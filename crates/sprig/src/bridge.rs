// Quantization bridge: float layers back to deployable fixed-point tensors
//
//   q = ceil(x * 2^Q), saturated to [-128, 127]
//
// using the exponents of the original layer, so the runner's shifts for
// that stage stay valid. Weights dequantized from i8 and requantized
// untouched come back bit-identical.

use sprig_core::{FixedTensor, QFormat, Result};
use sprig_nn::{Connected, Conv2d};

use crate::model::FixedLayer;

/// Requantize a (reduced) convolution into `[N, C_in, k, k]` / `[N]`.
pub fn requantize_conv(conv: &Conv2d, weight_q: QFormat, bias_q: QFormat) -> Result<FixedLayer> {
    let n = conv.out_channels();
    let k = conv.window().kernel;
    let c_in = conv.in_dims().channels;
    let weight = FixedTensor::from_f32((n, c_in, k, k), weight_q, conv.weight().data())?;
    let bias = FixedTensor::from_f32(n, bias_q, conv.bias().data())?;
    FixedLayer::new(weight, bias)
}

/// Requantize a dense layer into `[out, in]` / `[out]`.
pub fn requantize_connected(
    layer: &Connected,
    weight_q: QFormat,
    bias_q: QFormat,
) -> Result<FixedLayer> {
    let out = layer.out_features();
    let weight = FixedTensor::from_f32((out, layer.in_features()), weight_q, layer.weight().data())?;
    let bias = FixedTensor::from_f32(out, bias_q, layer.bias().data())?;
    FixedLayer::new(weight, bias)
}
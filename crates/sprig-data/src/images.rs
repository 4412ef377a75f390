// LabeledImages: a fixed collection of fixed-point images with class labels
//
// Every image shares one CHW shape and one exponent. The collection is
// produced elsewhere (baked into firmware, or read from a model bundle);
// here it is only validated and iterated.

use serde::{Deserialize, Serialize};

use sprig_core::{Error, QFormat, Result, Shape};

#[derive(Debug, Clone, PartialEq, Serialize, Deserialize)]
pub struct LabeledImages {
    shape: Shape,
    q: QFormat,
    images: Vec<Vec<i8>>,
    labels: Vec<usize>,
}

impl LabeledImages {
    pub fn new(
        shape: impl Into<Shape>,
        q: QFormat,
        images: Vec<Vec<i8>>,
        labels: Vec<usize>,
    ) -> Result<Self> {
        let set = LabeledImages {
            shape: shape.into(),
            q,
            images,
            labels,
        };
        set.validate()?;
        Ok(set)
    }

    /// Check image sizes and label count. Deserialized collections skip
    /// `new`, so loaders call this explicitly.
    pub fn validate(&self) -> Result<()> {
        if self.labels.len() != self.images.len() {
            return Err(Error::msg(format!(
                "{} images but {} labels",
                self.images.len(),
                self.labels.len()
            )));
        }
        let expected = self.shape.elem_count();
        for image in &self.images {
            if image.len() != expected {
                return Err(Error::ElementCountMismatch {
                    shape: self.shape.clone(),
                    expected,
                    got: image.len(),
                });
            }
        }
        Ok(())
    }

    /// Every label must name one of `classes` classes.
    pub fn check_labels(&self, classes: usize) -> Result<()> {
        match self.labels.iter().find(|&&l| l >= classes) {
            Some(&label) => Err(Error::LabelOutOfRange { label, classes }),
            None => Ok(()),
        }
    }

    pub fn shape(&self) -> &Shape {
        &self.shape
    }

    pub fn q(&self) -> QFormat {
        self.q
    }

    pub fn len(&self) -> usize {
        self.images.len()
    }

    pub fn is_empty(&self) -> bool {
        self.images.is_empty()
    }

    pub fn image(&self, i: usize) -> &[i8] {
        &self.images[i]
    }

    pub fn label(&self, i: usize) -> usize {
        self.labels[i]
    }

    pub fn labels(&self) -> &[usize] {
        &self.labels
    }

    /// `(image, label)` pairs in order.
    pub fn iter(&self) -> impl Iterator<Item = (&[i8], usize)> + '_ {
        self.images
            .iter()
            .map(Vec::as_slice)
            .zip(self.labels.iter().copied())
    }
}
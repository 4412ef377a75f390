// Matrix: row-major f32 storage for the training domain
//
// Rows are examples (or output units for weight matrices), columns are
// features. Storage is reserved with `try_reserve_exact`, so a feature
// matrix too large for the device surfaces as `Error::Allocation` instead
// of an abort.
//
// Products come in three flavours to avoid materializing transposes:
//
//   matmul     A @ B      [m,k] @ [k,n]
//   matmul_nt  A @ B^T    [m,k] @ [n,k]^T   (dense forward: x @ W^T)
//   matmul_tn  A^T @ B    [r,m]^T @ [r,n]   (weight gradient: dy^T @ x)

use std::fmt;

use crate::error::{Error, Result};
use crate::shape::Shape;

#[derive(Clone, PartialEq)]
pub struct Matrix {
    rows: usize,
    cols: usize,
    data: Vec<f32>,
}

impl Matrix {
    /// A zero-filled matrix.
    pub fn zeros(rows: usize, cols: usize) -> Result<Self> {
        let n = rows
            .checked_mul(cols)
            .ok_or(Error::Allocation { elements: usize::MAX })?;
        let mut data = Vec::new();
        data.try_reserve_exact(n)
            .map_err(|_| Error::Allocation { elements: n })?;
        data.resize(n, 0.0);
        Ok(Matrix { rows, cols, data })
    }

    pub fn from_vec(rows: usize, cols: usize, data: Vec<f32>) -> Result<Self> {
        if data.len() != rows * cols {
            return Err(Error::ElementCountMismatch {
                shape: Shape::from((rows, cols)),
                expected: rows * cols,
                got: data.len(),
            });
        }
        Ok(Matrix { rows, cols, data })
    }

    pub fn rows(&self) -> usize {
        self.rows
    }

    pub fn cols(&self) -> usize {
        self.cols
    }

    pub fn shape(&self) -> Shape {
        Shape::from((self.rows, self.cols))
    }

    pub fn data(&self) -> &[f32] {
        &self.data
    }

    pub fn data_mut(&mut self) -> &mut [f32] {
        &mut self.data
    }

    pub fn row(&self, i: usize) -> &[f32] {
        &self.data[i * self.cols..(i + 1) * self.cols]
    }

    pub fn row_mut(&mut self, i: usize) -> &mut [f32] {
        &mut self.data[i * self.cols..(i + 1) * self.cols]
    }

    pub fn get(&self, r: usize, c: usize) -> f32 {
        self.data[r * self.cols + c]
    }

    pub fn set(&mut self, r: usize, c: usize, v: f32) {
        self.data[r * self.cols + c] = v;
    }

    /// Index of the largest entry in row `i`. Ties resolve to the lowest
    /// index: the scan only moves on a strict improvement.
    pub fn argmax_row(&self, i: usize) -> usize {
        argmax(self.row(i))
    }

    /// Copy the given rows, in order, into a new matrix.
    pub fn select_rows(&self, indices: &[usize]) -> Result<Matrix> {
        let mut out = Matrix::zeros(indices.len(), self.cols)?;
        for (dst, &src) in indices.iter().enumerate() {
            out.row_mut(dst).copy_from_slice(self.row(src));
        }
        Ok(out)
    }

    pub fn fill(&mut self, v: f32) {
        self.data.iter_mut().for_each(|x| *x = v);
    }

    /// `self += alpha * other`
    pub fn axpy(&mut self, alpha: f32, other: &Matrix) -> Result<()> {
        self.expect_same(other)?;
        for (a, &b) in self.data.iter_mut().zip(&other.data) {
            *a += alpha * b;
        }
        Ok(())
    }

    pub fn scale(&mut self, s: f32) {
        self.data.iter_mut().for_each(|x| *x *= s);
    }

    /// `self @ other`
    pub fn matmul(&self, other: &Matrix) -> Result<Matrix> {
        if self.cols != other.rows {
            return Err(self.matmul_error(other.rows, other.cols));
        }
        let mut out = Matrix::zeros(self.rows, other.cols)?;
        for i in 0..self.rows {
            let out_row = &mut out.data[i * other.cols..(i + 1) * other.cols];
            for (k, &a) in self.row(i).iter().enumerate() {
                if a == 0.0 {
                    continue;
                }
                for (o, &b) in out_row.iter_mut().zip(other.row(k)) {
                    *o += a * b;
                }
            }
        }
        Ok(out)
    }

    /// `self @ other^T`
    pub fn matmul_nt(&self, other: &Matrix) -> Result<Matrix> {
        if self.cols != other.cols {
            return Err(self.matmul_error(other.cols, other.rows));
        }
        let mut out = Matrix::zeros(self.rows, other.rows)?;
        for i in 0..self.rows {
            let a = self.row(i);
            for j in 0..other.rows {
                let dot: f32 = a.iter().zip(other.row(j)).map(|(x, y)| x * y).sum();
                out.data[i * other.rows + j] = dot;
            }
        }
        Ok(out)
    }

    /// `self^T @ other`
    pub fn matmul_tn(&self, other: &Matrix) -> Result<Matrix> {
        if self.rows != other.rows {
            return Err(Error::MatmulShapeMismatch {
                m: self.cols,
                k1: self.rows,
                k2: other.rows,
                n: other.cols,
            });
        }
        let mut out = Matrix::zeros(self.cols, other.cols)?;
        for r in 0..self.rows {
            let b = other.row(r);
            for (i, &a) in self.row(r).iter().enumerate() {
                if a == 0.0 {
                    continue;
                }
                let out_row = &mut out.data[i * other.cols..(i + 1) * other.cols];
                for (o, &bv) in out_row.iter_mut().zip(b) {
                    *o += a * bv;
                }
            }
        }
        Ok(out)
    }

    fn expect_same(&self, other: &Matrix) -> Result<()> {
        if self.rows != other.rows || self.cols != other.cols {
            return Err(Error::ShapeMismatch {
                expected: self.shape(),
                got: other.shape(),
            });
        }
        Ok(())
    }

    fn matmul_error(&self, k2: usize, n: usize) -> Error {
        Error::MatmulShapeMismatch {
            m: self.rows,
            k1: self.cols,
            k2,
            n,
        }
    }
}

impl fmt::Debug for Matrix {
    fn fmt(&self, f: &mut fmt::Formatter<'_>) -> fmt::Result {
        write!(f, "Matrix[{}x{}]", self.rows, self.cols)
    }
}

/// Index of the largest value, lowest index on ties. Empty input gives 0.
pub fn argmax(values: &[f32]) -> usize {
    let mut best = 0;
    for (i, &v) in values.iter().enumerate().skip(1) {
        if v > values[best] {
            best = i;
        }
    }
    best
}
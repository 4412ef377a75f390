// SGD with momentum and weight decay
//
// For every trainable parameter w with accumulated gradient g:
//
//   v = momentum * v + g + decay * w      (decay only on weights, not biases)
//   w = w - rate * v
//
// Gradients are summed over the batch (not averaged), so `rate` is a
// per-example step size. The gradient buffer is cleared after each step.

use sprig_core::{Matrix, Result};

/// A trainable tensor with its gradient and momentum buffers.
#[derive(Debug, Clone)]
pub struct Param {
    value: Matrix,
    grad: Matrix,
    velocity: Matrix,
    decays: bool,
}

impl Param {
    /// A parameter subject to weight decay.
    pub fn weight(value: Matrix) -> Result<Self> {
        Self::build(value, true)
    }

    /// A parameter exempt from weight decay.
    pub fn bias(value: Matrix) -> Result<Self> {
        Self::build(value, false)
    }

    fn build(value: Matrix, decays: bool) -> Result<Self> {
        let grad = Matrix::zeros(value.rows(), value.cols())?;
        let velocity = grad.clone();
        Ok(Param {
            value,
            grad,
            velocity,
            decays,
        })
    }

    pub fn value(&self) -> &Matrix {
        &self.value
    }

    pub fn value_mut(&mut self) -> &mut Matrix {
        &mut self.value
    }

    pub fn grad(&self) -> &Matrix {
        &self.grad
    }

    pub fn grad_mut(&mut self) -> &mut Matrix {
        &mut self.grad
    }

    pub fn zero_grad(&mut self) {
        self.grad.fill(0.0);
    }

    pub fn len(&self) -> usize {
        self.value.data().len()
    }

    pub fn is_empty(&self) -> bool {
        self.value.data().is_empty()
    }
}

/// Momentum SGD hyperparameters.
#[derive(Debug, Clone, Copy, PartialEq)]
pub struct Sgd {
    pub rate: f32,
    pub momentum: f32,
    pub decay: f32,
}

impl Sgd {
    pub fn new(rate: f32, momentum: f32, decay: f32) -> Self {
        Sgd {
            rate,
            momentum,
            decay,
        }
    }

    /// Apply one update to `p` and clear its gradient.
    pub fn step(&self, p: &mut Param) {
        let decay = if p.decays { self.decay } else { 0.0 };
        let Param {
            value,
            grad,
            velocity,
            ..
        } = p;
        for ((w, v), &g) in value
            .data_mut()
            .iter_mut()
            .zip(velocity.data_mut().iter_mut())
            .zip(grad.data())
        {
            *v = self.momentum * *v + g + decay * *w;
            *w -= self.rate * *v;
        }
        p.zero_grad();
    }
}

#[cfg(test)]
mod tests {
    use super::*;

    #[test]
    fn test_plain_step() {
        let mut p = Param::weight(Matrix::from_vec(1, 2, vec![1.0, -1.0]).unwrap()).unwrap();
        p.grad_mut().data_mut().copy_from_slice(&[0.5, -0.5]);
        Sgd::new(0.1, 0.0, 0.0).step(&mut p);
        assert!((p.value().data()[0] - 0.95).abs() < 1e-6);
        assert!((p.value().data()[1] + 0.95).abs() < 1e-6);
        assert_eq!(p.grad().data(), &[0.0, 0.0]);
    }

    #[test]
    fn test_momentum_accumulates() {
        let mut p = Param::bias(Matrix::from_vec(1, 1, vec![0.0]).unwrap()).unwrap();
        let sgd = Sgd::new(1.0, 0.5, 0.0);
        p.grad_mut().data_mut()[0] = 1.0;
        sgd.step(&mut p);
        assert_eq!(p.value().data(), &[-1.0]);
        p.grad_mut().data_mut()[0] = 1.0;
        sgd.step(&mut p);
        // v = 0.5 * 1 + 1 = 1.5
        assert_eq!(p.value().data(), &[-2.5]);
    }

    #[test]
    fn test_decay_only_on_weights() {
        let sgd = Sgd::new(1.0, 0.0, 0.1);
        let mut w = Param::weight(Matrix::from_vec(1, 1, vec![2.0]).unwrap()).unwrap();
        let mut b = Param::bias(Matrix::from_vec(1, 1, vec![2.0]).unwrap()).unwrap();
        sgd.step(&mut w);
        sgd.step(&mut b);
        assert!((w.value().data()[0] - 1.8).abs() < 1e-6);
        assert_eq!(b.value().data(), &[2.0]);
    }
}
################
**INSTRUCTIONS TO FOLLOW:**
Take the lines above from the one containing "pub fn argmax_row(&self, i: usize)" down to the one containing "pub fn select_rows(&self, indices: &[usize])", and transcribe them exactly, both ends included.

**OUTPUT BELOW:**
    pub fn argmax_row(&self, i: usize) -> usize {
        argmax(self.row(i))
    }

    /// Copy the given rows, in order, into a new matrix.
    pub fn select_rows(&self, indices: &[usize]) -> Result<Matrix> {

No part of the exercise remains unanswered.